Dies ist eines der Beispiele dafür, wie erfundene Geschichte, deren Ziel darin besteht, das falsche gesellschaftliche Bild der Gewalt, die sich ausschließlich gegen Frauen richte, zu erdichten, durch Bundesämter (und Ministerien) und ihr kontinuierliches Rühren der Werbetrommel aufgebaut und in die Gehirne der Adressaten der Werbung auf Facebook, Instagram und Twitter gehämmert werden soll. Bei dieser Werbung hat das Bundesamt ein Mikrotargeting betrieben, d.h. die Werbung für das „Gewalt gegen Frauen“ Telefon richtete sich ausschließlich an weibliche Nutzer im Alter von 16 bis 65 Jahren der genannten sozialen Netzwerke.

Nicht nur, dass das Bundesamt mit Steuermitteln versucht, eine falsche Realität aufzubauen, es versucht durch eine Parzellierung der Zielgruppe, diesen Eindruck auch gesellschaftlich ungleich zu verteilen und schafft auf diese Weise einen maximalen Konfliktstoff zwischen den weiblichen Adressaten seiner Werbung, die den Unfug glauben, und den männlichen Partnern, den Vätern oder Großvätern der Gläubigen, die wissen, dass es sich um Unfug handelt.

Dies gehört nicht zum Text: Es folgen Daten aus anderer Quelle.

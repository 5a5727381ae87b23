//! Browser state: the loaded network, the selected item and its chart.

use crate::catalog::{Catalog, Item};
use crate::config::AppConfig;
use crate::error::{InputError, RenderError};
use crate::io::load_catalog;
use crate::plot::Chart;

/// TUI application state.
pub struct App {
    /// Configuration the network was loaded from (kept for reload).
    config: AppConfig,
    catalog: Catalog,
    /// Index of the highlighted item.
    pub selected: usize,
    /// Chart of the highlighted item.
    chart: Result<Chart, RenderError>,
    /// One-line message shown in the footer.
    pub status: String,
    /// Whether the user has requested quit.
    pub quit: bool,
}

impl App {
    /// Loads the network described by `config`.
    ///
    /// # Errors
    ///
    /// Returns an [`InputError`] if the network cannot be loaded.
    pub fn new(config: AppConfig) -> Result<Self, InputError> {
        let catalog = load_catalog(&config.input, &config.defaults.build_defaults())?;
        let status = format!("{} items loaded", catalog.len());
        Ok(Self::with_catalog(config, catalog, status))
    }

    /// Wraps an already-built catalog.
    pub fn with_catalog(config: AppConfig, catalog: Catalog, status: String) -> Self {
        let mut app = Self {
            config,
            catalog,
            selected: 0,
            chart: Err(RenderError::UnknownItem(String::new())),
            status,
            quit: false,
        };
        app.refresh_chart();
        app
    }

    pub fn items(&self) -> &[Item] {
        self.catalog.items()
    }

    pub fn selected_item(&self) -> Option<&Item> {
        self.catalog.items().get(self.selected)
    }

    /// Chart of the highlighted item, or why it could not be drawn.
    pub fn chart(&self) -> Result<&Chart, &RenderError> {
        self.chart.as_ref()
    }

    /// Highlights item `index`, clamped to the list.
    pub fn select(&mut self, index: usize) {
        let last = self.catalog.len().saturating_sub(1);
        let index = index.min(last);
        if index != self.selected {
            self.selected = index;
            self.refresh_chart();
        }
    }

    pub fn select_next(&mut self) {
        self.select(self.selected.saturating_add(1));
    }

    pub fn select_previous(&mut self) {
        self.select(self.selected.saturating_sub(1));
    }

    /// Rebuilds the network from its source, keeping the selection by name.
    ///
    /// On failure the current network stays and the error is shown.
    pub fn reload(&mut self) {
        match load_catalog(&self.config.input, &self.config.defaults.build_defaults()) {
            Ok(catalog) => {
                let name = self.selected_item().map(|i| i.name.clone());
                self.catalog = catalog;
                self.selected = name
                    .and_then(|n| self.catalog.items().iter().position(|i| i.name == n))
                    .unwrap_or(0);
                self.status = format!("reloaded, {} items", self.catalog.len());
                self.refresh_chart();
            }
            Err(e) => self.status = format!("reload failed: {e}"),
        }
    }

    fn refresh_chart(&mut self) {
        let style = self.config.plot.style();
        self.chart = match self.catalog.items().get(self.selected) {
            Some(item) => self.catalog.compose(&item.name, &style),
            None => Err(RenderError::UnknownItem(String::new())),
        };
    }
}

#[cfg(test)]
mod tests {
    use super::*;

    fn app() -> App {
        App::new(AppConfig::reference()).expect("reference network loads")
    }

    #[test]
    fn starts_on_first_item_with_chart() {
        let app = app();
        assert_eq!(app.selected, 0);
        assert_eq!(app.selected_item().map(|i| i.name.as_str()), Some("TS5"));
        assert!(app.chart().is_ok());
    }

    #[test]
    fn selection_stays_in_bounds() {
        let mut app = app();
        app.select_previous();
        assert_eq!(app.selected, 0);
        for _ in 0..10 {
            app.select_next();
        }
        assert_eq!(app.selected, 3);
        let title = app.chart().map(|c| c.title.clone()).ok();
        assert_eq!(title.as_deref(), Some("Curves for Load"));
        app.select(0);
        assert_eq!(app.selected, 0);
    }

    #[test]
    fn reload_keeps_selection() {
        let mut app = app();
        app.select(2);
        app.reload();
        assert_eq!(app.selected, 2);
        assert!(app.status.starts_with("reloaded"));
    }

    #[test]
    fn failed_reload_keeps_network() {
        let mut app = app();
        app.config.input.preset = None;
        app.reload();
        assert!(app.status.starts_with("reload failed"));
        assert_eq!(app.items().len(), 4);
    }
}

Gewalt und Aggression sind weder männlich noch weiblich, sondern menschlich. Die wissenschaftliche Ergebnisse, die dies belegen, sind Legion. Die einzigen, die das bestreiten, weil sie sich davon einen finanziellen Vorteil erhoffen, sind Feministen und ihre Helfershelfer in den Ministerien.